It’s that time again: time for more Curvy Yoga for Your Day!  Today’s edition focuses on standing poses (shout out to all my Curvy Yoga students on Saturday who gave this a whirl!).

To get started, check out this podcast I created which provides a great warm-up for a standing sequence.  It’s also something you could do any time during the day when you just want a quick way to move your body and refresh.

From here, work into your favorite standing poses by adding some dynamic movement.  Here are some examples:

1. From standing at the back of your mat, step your right foot forward 2-3 feet.  Turn your left toes out slightly to give you a more grounded stance.

2. Inhale and bend through the right knee (as deeply as you like, taking care to ensure your knee is lined up with your second toe.  You want them to stay together to avoid risk of injury to your knee).  Exhale and straighten the right leg.  Continue this on your own breath 3-5 more times.

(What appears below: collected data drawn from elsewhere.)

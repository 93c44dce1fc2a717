//! Consecutive-day streak calculation.
//!
//! # Responsibility
//! - Compute the current streak from unique activity days.
//! - Offer per-skill and whole-user (union) granularity.
//!
//! # Invariants
//! - Pure functions: no clock reads, no side effects, no failure modes.
//! - A streak exists only when its most recent day is the evaluation day or
//!   the day before.
//!
//! # See also
//! - docs/architecture/streaks.md

use crate::activity::reader::activity_days;
use crate::model::skill::{DiaryEntry, ProgressUpdate, Skill};
use chrono::NaiveDate;
use std::collections::BTreeSet;

/// Counts consecutive activity days anchored at `today` or the day before.
///
/// Walks the day set descending from its most recent day, counting while
/// each day is exactly one calendar day before the previously counted one.
/// The first larger gap stops the count; it never errors.
pub fn streak_from_days(days: &BTreeSet<NaiveDate>, today: NaiveDate) -> u32 {
    let mut descending = days.iter().rev().copied();
    let Some(anchor) = descending.next() else {
        return 0;
    };

    // Why: a streak that ended before yesterday is broken, and future-dated
    // records cannot anchor one either.
    let anchored = anchor == today || today.pred_opt() == Some(anchor);
    if !anchored {
        return 0;
    }

    let mut streak = 1;
    let mut previous = anchor;
    for day in descending {
        if day.succ_opt() != Some(previous) {
            break;
        }
        streak += 1;
        previous = day;
    }
    streak
}

/// Current streak over one skill's own history.
pub fn skill_streak(entries: &[DiaryEntry], updates: &[ProgressUpdate], today: NaiveDate) -> u32 {
    streak_from_days(&activity_days(entries, updates), today)
}

/// Current streak across every skill's combined activity.
///
/// Same algorithm as [`skill_streak`], run over the union of all skills'
/// activity days, so practicing different skills on consecutive days still
/// sustains the user-level streak.
pub fn user_streak<'a, I>(skills: I, today: NaiveDate) -> u32
where
    I: IntoIterator<Item = &'a Skill>,
{
    let mut days = BTreeSet::new();
    for skill in skills {
        days.extend(activity_days(&skill.entries, &skill.progress_updates));
    }
    streak_from_days(&days, today)
}

#[cfg(test)]
mod tests {
    use super::streak_from_days;
    use chrono::NaiveDate;
    use std::collections::BTreeSet;

    fn day(year: i32, month: u32, day: u32) -> NaiveDate {
        NaiveDate::from_ymd_opt(year, month, day).expect("valid calendar day")
    }

    #[test]
    fn yesterday_anchor_counts_backward() {
        let today = day(2026, 4, 20);
        let days: BTreeSet<_> = [day(2026, 4, 19), day(2026, 4, 18)].into_iter().collect();
        assert_eq!(streak_from_days(&days, today), 2);
    }

    #[test]
    fn future_dated_day_cannot_anchor() {
        let today = day(2026, 4, 20);
        let days: BTreeSet<_> = [day(2026, 4, 21)].into_iter().collect();
        assert_eq!(streak_from_days(&days, today), 0);
    }

    #[test]
    fn gap_behind_anchor_stops_count_without_error() {
        let today = day(2026, 4, 20);
        let days: BTreeSet<_> = [day(2026, 4, 20), day(2026, 4, 19), day(2026, 4, 16)]
            .into_iter()
            .collect();
        assert_eq!(streak_from_days(&days, today), 2);
    }
}
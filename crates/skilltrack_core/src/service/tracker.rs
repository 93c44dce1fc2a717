//! Skill mutation and read orchestration.
//!
//! # Responsibility
//! - Run every skill mutation end to end: validate, recompute derived state
//!   from the pre-mutation snapshot, persist remotely, republish locally.
//! - Serve list reads through the query cache with miss coalescing.
//!
//! # Invariants
//! - Mutations on one skill id are serialized; distinct skills interleave.
//! - Derived aggregates are computed before the aggregate write is issued.
//! - Local optimistic state changes only after remote success.
//! - Every server-visible mutation invalidates the user's cached listings.
//!
//! # See also
//! - docs/architecture/caching.md
//! - docs/architecture/concurrency.md

use crate::cache::metrics::{MetricsSnapshot, TrackerMetrics};
use crate::cache::query_cache::{CacheStats, QueryCache};
use crate::model::skill::{DiaryEntry, Skill, SkillId, SkillSummary, PROGRESS_MAX};
use crate::progression::engine;
use crate::service::locks::KeyedLocks;
use crate::store::skill_store::{
    NewEntry, NewProgressUpdate, NewSkill, SkillPatch, SkillStore, StoreError, StoreResult,
};
use crate::streak::calc::{skill_streak, user_streak};
use chrono::Utc;
use log::{debug, info, warn};
use std::error::Error;
use std::fmt::{Display, Formatter};
use std::future::Future;
use std::sync::{Arc, RwLock, RwLockReadGuard, RwLockWriteGuard};
use std::time::{Duration, Instant};
use tokio::time::timeout;

/// Default page size for paginated skill reads.
pub const DEFAULT_PAGE_LIMIT: u32 = 20;
/// Hard ceiling for caller-provided page sizes.
pub const MAX_PAGE_LIMIT: u32 = 100;
/// Default budget for one remote collaborator call.
pub const DEFAULT_CALL_TIMEOUT: Duration = Duration::from_secs(10);

// Paginated pages are invalidated by every write, so they get a short TTL;
// the minimal projection tolerates mild staleness and keeps a longer one.
const SKILLS_PAGE_TTL_SECONDS: i64 = 120;
const SKILLS_MINIMAL_TTL_SECONDS: i64 = 600;
//! Remote persistence contracts and the in-memory implementation.
//!
//! # Responsibility
//! - Define the async collaborator seam the tracker writes and reads
//!   through.
//! - Keep request/patch shapes and store errors out of service logic.
//!
//! # Invariants
//! - Store implementations return semantic errors (`NotFound`) in addition
//!   to transport failures; they never panic.
//!
//! # See also
//! - docs/architecture/persistence.md

pub mod memory;
pub mod skill_store;
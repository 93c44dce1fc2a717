//! Activity event derivation from skill history.
//!
//! # Responsibility
//! - Normalize diary entries and progress updates into dated events.
//! - Feed day-level activity sets to the streak calculator.
//!
//! # See also
//! - docs/architecture/streaks.md

pub mod reader;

3. After your last exhale, keep the right leg extended and hinge forward from your hips over your leg, coming into a stretch as pictured at right.  Hands can stay on the hips, come to the leg, or come to a block or two.  Take a few breaths here.  When you are ready to come out, inhale and bend slightly through the front knee, coming back to standing.

4. Step your left foot up to meet your right.  Hinge forward from your hips and come into a forward bend.  Hands can be pressing into thighs or shins.  Arms can also dangle here, or you can use a block.  After taking several breaths here, bend slightly through the knees, bring your hands to your hips, and gently rise back up to standing, head coming up last.

5. Walk back to the back of your mat and repeat Steps 1-4 on the other side.

After this, you have a few options.  You could repeat Steps 1-5 again; try any of the five-, ten-, or fifteen-minute editions of Curvy Yoga for Your Day; move into a practice of your making or a DVD; or go about your merry way.